Write out every entry below word for word, leaving nothing out.

═════ EXERCISE MATERIAL

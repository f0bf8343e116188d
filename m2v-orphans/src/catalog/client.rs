//! MythTV services API client
//!
//! Built once per process and shared as `Arc<CatalogClient>`. The storage
//! group map is fetched at connect time; the recording list is fetched on
//! first use. Neither is refetched until [`CatalogClient::refresh`].

use reqwest::header::ACCEPT;
use serde::de::DeserializeOwned;
use std::collections::HashMap;
use std::path::PathBuf;
use std::time::Duration;
use thiserror::Error;
use tokio::sync::RwLock;

use super::types::{
    BoolResponse, ChannelInfo, ChannelInfoResponse, RecordedListResponse, RecordingDescriptor,
    StorageGroupDirsResponse,
};
use crate::error::{OrphanError, Result};
use m2v_common::Settings;

const REQUEST_TIMEOUT_SECS: u64 = 30;

/// Storage group holding catalog-managed videos
pub const VIDEOS_GROUP: &str = "Videos";

/// Any failure of a single remote call
#[derive(Debug, Clone, Error)]
pub enum ApiFailure {
    #[error("Network error: {0}")]
    Network(String),

    #[error("HTTP {0}: {1}")]
    Status(u16, String),

    #[error("Undecodable response: {0}")]
    Decode(String),

    /// Body carried a top-level `Exception`
    #[error("Remote fault: {0}")]
    Remote(String),
}

type StorageMap = HashMap<(String, String), PathBuf>;

/// Client for the backend's catalog
pub struct CatalogClient {
    http_client: reqwest::Client,
    base_url: String,
    backend_host: String,
    storage_groups: RwLock<StorageMap>,
    recordings: RwLock<Option<Vec<RecordingDescriptor>>>,
}

impl CatalogClient {
    /// Connect to the configured backend and load its storage group map
    pub async fn connect(settings: &Settings) -> Result<Self> {
        let http_client = reqwest::Client::builder()
            .timeout(Duration::from_secs(REQUEST_TIMEOUT_SECS))
            .build()
            .map_err(|e| OrphanError::Transport(e.to_string()))?;

        let client = Self {
            http_client,
            base_url: format!("http://{}:{}", settings.mythbackend, settings.api_port),
            backend_host: settings.mythbackend.clone(),
            storage_groups: RwLock::new(HashMap::new()),
            recordings: RwLock::new(None),
        };

        let groups = client.fetch_storage_groups().await?;
        tracing::info!(
            backend = %client.base_url,
            storage_groups = groups.len(),
            "Connected to MythTV backend"
        );
        *client.storage_groups.write().await = groups;

        Ok(client)
    }

    /// Host identifier of the backend
    pub fn backend_host(&self) -> &str {
        &self.backend_host
    }

    /// Directory of a storage group on a host, if the backend defines one
    pub async fn storage_directory(&self, group: &str, host: &str) -> Option<PathBuf> {
        self.storage_groups
            .read()
            .await
            .get(&(group.to_string(), host.to_string()))
            .cloned()
    }

    /// Look up a channel by its id
    ///
    /// A remote fault means the backend does not know the channel and maps
    /// to [`OrphanError::Lookup`]; anything else is a transport failure.
    pub async fn channel_info(&self, channel_id: &str) -> Result<ChannelInfo> {
        let response: ChannelInfoResponse = self
            .call("Channel", "GetChannelInfo", &[("ChanID", channel_id)])
            .await
            .map_err(|failure| match failure {
                ApiFailure::Remote(msg) => {
                    OrphanError::Lookup(format!("channel {}: {}", channel_id, msg))
                }
                other => OrphanError::Transport(other.to_string()),
            })?;
        Ok(response.channel)
    }

    /// Recordings known to the backend (fetched once, then cached)
    pub async fn recording_list(&self) -> Result<Vec<RecordingDescriptor>> {
        self.load_recordings().await?;
        Ok(self.recordings.read().await.clone().unwrap_or_default())
    }

    /// True if some known recording has exactly this filename
    pub async fn is_cataloged(&self, filename: &str) -> Result<bool> {
        self.load_recordings().await?;
        let guard = self.recordings.read().await;
        Ok(guard
            .as_ref()
            .map(|programs| programs.iter().any(|p| p.file_name == filename))
            .unwrap_or(false))
    }

    async fn load_recordings(&self) -> Result<()> {
        if self.recordings.read().await.is_some() {
            return Ok(());
        }

        let mut slot = self.recordings.write().await;
        if slot.is_some() {
            return Ok(());
        }

        let response: RecordedListResponse = self
            .call("Dvr", "GetRecordedList", &[])
            .await
            .map_err(|e| OrphanError::Transport(e.to_string()))?;
        tracing::debug!(recordings = response.list.programs.len(), "Fetched recorded list");

        *slot = Some(response.list.programs);
        Ok(())
    }

    /// Ask the backend to add a file to its video catalog
    ///
    /// `filespec` is relative to the host's Videos storage group. Never
    /// errors; every failure is logged and reported as `false`.
    pub async fn register(&self, filespec: &str, host: &str) -> bool {
        let result: std::result::Result<BoolResponse, ApiFailure> = self
            .call("Video", "AddVideo", &[("FileName", filespec), ("HostName", host)])
            .await;

        match result {
            Ok(ack) => {
                if !ack.value {
                    tracing::warn!(filespec = %filespec, host = %host, "Backend declined AddVideo");
                }
                ack.value
            }
            Err(e) => {
                tracing::warn!(filespec = %filespec, host = %host, error = %e, "AddVideo failed");
                false
            }
        }
    }

    /// Refetch the storage group map and drop the cached recording list
    pub async fn refresh(&self) -> Result<()> {
        let groups = self.fetch_storage_groups().await?;
        *self.storage_groups.write().await = groups;
        *self.recordings.write().await = None;
        tracing::debug!("Catalog caches refreshed");
        Ok(())
    }

    async fn fetch_storage_groups(&self) -> Result<StorageMap> {
        let response: StorageGroupDirsResponse = self
            .call("Myth", "GetStorageGroupDirs", &[])
            .await
            .map_err(|e| OrphanError::Transport(e.to_string()))?;

        Ok(response
            .list
            .dirs
            .into_iter()
            .map(|d| ((d.group_name, d.host_name), PathBuf::from(d.dir_name)))
            .collect())
    }

    /// Issue one RPC: GET without params, form POST with them
    async fn call<T: DeserializeOwned>(
        &self,
        service: &str,
        call: &str,
        params: &[(&str, &str)],
    ) -> std::result::Result<T, ApiFailure> {
        let url = format!("{}/{}/{}", self.base_url, service, call);
        tracing::debug!(url = %url, params = params.len(), "Calling MythTV API");

        let request = if params.is_empty() {
            self.http_client.get(&url)
        } else {
            self.http_client.post(&url).form(params)
        };

        let response = request
            .header(ACCEPT, "application/json")
            .send()
            .await
            .map_err(|e| ApiFailure::Network(e.to_string()))?;

        let status = response.status();
        let text = response
            .text()
            .await
            .map_err(|e| ApiFailure::Network(e.to_string()))?;

        // A fault body may arrive with any status
        let body: Option<serde_json::Value> = serde_json::from_str(&text).ok();
        if let Some(fault) = body.as_ref().and_then(|b| b.get("Exception")) {
            return Err(ApiFailure::Remote(fault.to_string()));
        }

        if !status.is_success() {
            return Err(ApiFailure::Status(status.as_u16(), text));
        }

        let body = body.ok_or_else(|| ApiFailure::Decode(format!("{}/{}: not JSON", service, call)))?;
        serde_json::from_value(body).map_err(|e| ApiFailure::Decode(e.to_string()))
    }
}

══════════

- **WRITTEN REPLY**:
repository f0bf8343e116188d
filename m2v-orphans/src/catalog/client.rs
//! MythTV services API client
//!
//! Built once per process and shared as `Arc<CatalogClient>`. The storage
//! group map is fetched at connect time; the recording list is fetched on
//! first use. Neither is refetched until [`CatalogClient::refresh`].

use reqwest::header::ACCEPT;
use serde::de::DeserializeOwned;
use std::collections::HashMap;
use std::path::PathBuf;
use std::time::Duration;
use thiserror::Error;
use tokio::sync::RwLock;

use super::types::{
    BoolResponse, ChannelInfo, ChannelInfoResponse, RecordedListResponse, RecordingDescriptor,
    StorageGroupDirsResponse,
};
use crate::error::{OrphanError, Result};
use m2v_common::Settings;

const REQUEST_TIMEOUT_SECS: u64 = 30;

/// Storage group holding catalog-managed videos
pub const VIDEOS_GROUP: &str = "Videos";

/// Any failure of a single remote call
#[derive(Debug, Clone, Error)]
pub enum ApiFailure {
    #[error("Network error: {0}")]
    Network(String),

    #[error("HTTP {0}: {1}")]
    Status(u16, String),

    #[error("Undecodable response: {0}")]
    Decode(String),

    /// Body carried a top-level `Exception`
    #[error("Remote fault: {0}")]
    Remote(String),
}

type StorageMap = HashMap<(String, String), PathBuf>;

/// Client for the backend's catalog
pub struct CatalogClient {
    http_client: reqwest::Client,
    base_url: String,
    backend_host: String,
    storage_groups: RwLock<StorageMap>,
    recordings: RwLock<Option<Vec<RecordingDescriptor>>>,
}

impl CatalogClient {
    /// Connect to the configured backend and load its storage group map
    pub async fn connect(settings: &Settings) -> Result<Self> {
        let http_client = reqwest::Client::builder()
            .timeout(Duration::from_secs(REQUEST_TIMEOUT_SECS))
            .build()
            .map_err(|e| OrphanError::Transport(e.to_string()))?;

        let client = Self {
            http_client,
            base_url: format!("http://{}:{}", settings.mythbackend, settings.api_port),
            backend_host: settings.mythbackend.clone(),
            storage_groups: RwLock::new(HashMap::new()),
            recordings: RwLock::new(None),
        };

        let groups = client.fetch_storage_groups().await?;
        tracing::info!(
            backend = %client.base_url,
            storage_groups = groups.len(),
            "Connected to MythTV backend"
        );
        *client.storage_groups.write().await = groups;

        Ok(client)
    }

    /// Host identifier of the backend
    pub fn backend_host(&self) -> &str {
        &self.backend_host
    }

    /// Directory of a storage group on a host, if the backend defines one
    pub async fn storage_directory(&self, group: &str, host: &str) -> Option<PathBuf> {
        self.storage_groups
            .read()
            .await
            .get(&(group.to_string(), host.to_string()))
            .cloned()
    }

    /// Look up a channel by its id
    ///
    /// A remote fault means the backend does not know the channel and maps
    /// to [`OrphanError::Lookup`]; anything else is a transport failure.
    pub async fn channel_info(&self, channel_id: &str) -> Result<ChannelInfo> {
        let response: ChannelInfoResponse = self
            .call("Channel", "GetChannelInfo", &[("ChanID", channel_id)])
            .await
            .map_err(|failure| match failure {
                ApiFailure::Remote(msg) => {
                    OrphanError::Lookup(format!("channel {}: {}", channel_id, msg))
                }
                other => OrphanError::Transport(other.to_string()),
            })?;
        Ok(response.channel)
    }

    /// Recordings known to the backend (fetched once, then cached)
    pub async fn recording_list(&self) -> Result<Vec<RecordingDescriptor>> {
        self.load_recordings().await?;
        Ok(self.recordings.read().await.clone().unwrap_or_default())
    }

    /// True if some known recording has exactly this filename
    pub async fn is_cataloged(&self, filename: &str) -> Result<bool> {
        self.load_recordings().await?;
        let guard = self.recordings.read().await;
        Ok(guard
            .as_ref()
            .map(|programs| programs.iter().any(|p| p.file_name == filename))
            .unwrap_or(false))
    }

    async fn load_recordings(&self) -> Result<()> {
        if self.recordings.read().await.is_some() {
            return Ok(());
        }

        let mut slot = self.recordings.write().await;
        if slot.is_some() {
            return Ok(());
        }

        let response: RecordedListResponse = self
            .call("Dvr", "GetRecordedList", &[])
            .await
            .map_err(|e| OrphanError::Transport(e.to_string()))?;
        tracing::debug!(recordings = response.list.programs.len(), "Fetched recorded list");

        *slot = Some(response.list.programs);
        Ok(())
    }

    /// Ask the backend to add a file to its video catalog
    ///
    /// `filespec` is relative to the host's Videos storage group. Never
    /// errors; every failure is logged and reported as `false`.
    pub async fn register(&self, filespec: &str, host: &str) -> bool {
        let result: std::result::Result<BoolResponse, ApiFailure> = self
            .call("Video", "AddVideo", &[("FileName", filespec), ("HostName", host)])
            .await;

        match result {
            Ok(ack) => {
                if !ack.value {
                    tracing::warn!(filespec = %filespec, host = %host, "Backend declined AddVideo");
                }
                ack.value
            }
            Err(e) => {
                tracing::warn!(filespec = %filespec, host = %host, error = %e, "AddVideo failed");
                false
            }
        }
    }

    /// Refetch the storage group map and drop the cached recording list
    pub async fn refresh(&self) -> Result<()> {
        let groups = self.fetch_storage_groups().await?;
        *self.storage_groups.write().await = groups;
        *self.recordings.write().await = None;
        tracing::debug!("Catalog caches refreshed");
        Ok(())
    }

    async fn fetch_storage_groups(&self) -> Result<StorageMap> {
        let response: StorageGroupDirsResponse = self
            .call("Myth", "GetStorageGroupDirs", &[])
            .await
            .map_err(|e| OrphanError::Transport(e.to_string()))?;

        Ok(response
            .list
            .dirs
            .into_iter()
            .map(|d| ((d.group_name, d.host_name), PathBuf::from(d.dir_name)))
            .collect())
    }

    /// Issue one RPC: GET without params, form POST with them
    async fn call<T: DeserializeOwned>(
        &self,
        service: &str,
        call: &str,
        params: &[(&str, &str)],
    ) -> std::result::Result<T, ApiFailure> {
        let url = format!("{}/{}/{}", self.base_url, service, call);
        tracing::debug!(url = %url, params = params.len(), "Calling MythTV API");

        let request = if params.is_empty() {
            self.http_client.get(&url)
        } else {
            self.http_client.post(&url).form(params)
        };

        let response = request
            .header(ACCEPT, "application/json")
            .send()
            .await
            .map_err(|e| ApiFailure::Network(e.to_string()))?;

        let status = response.status();
        let text = response
            .text()
            .await
            .map_err(|e| ApiFailure::Network(e.to_string()))?;

        // A fault body may arrive with any status
        let body: Option<serde_json::Value> = serde_json::from_str(&text).ok();
        if let Some(fault) = body.as_ref().and_then(|b| b.get("Exception")) {
            return Err(ApiFailure::Remote(fault.to_string()));
        }

        if !status.is_success() {
            return Err(ApiFailure::Status(status.as_u16(), text));
        }

        let body = body.ok_or_else(|| ApiFailure::Decode(format!("{}/{}: not JSON", service, call)))?;
        serde_json::from_value(body).map_err(|e| ApiFailure::Decode(e.to_string()))
    }
}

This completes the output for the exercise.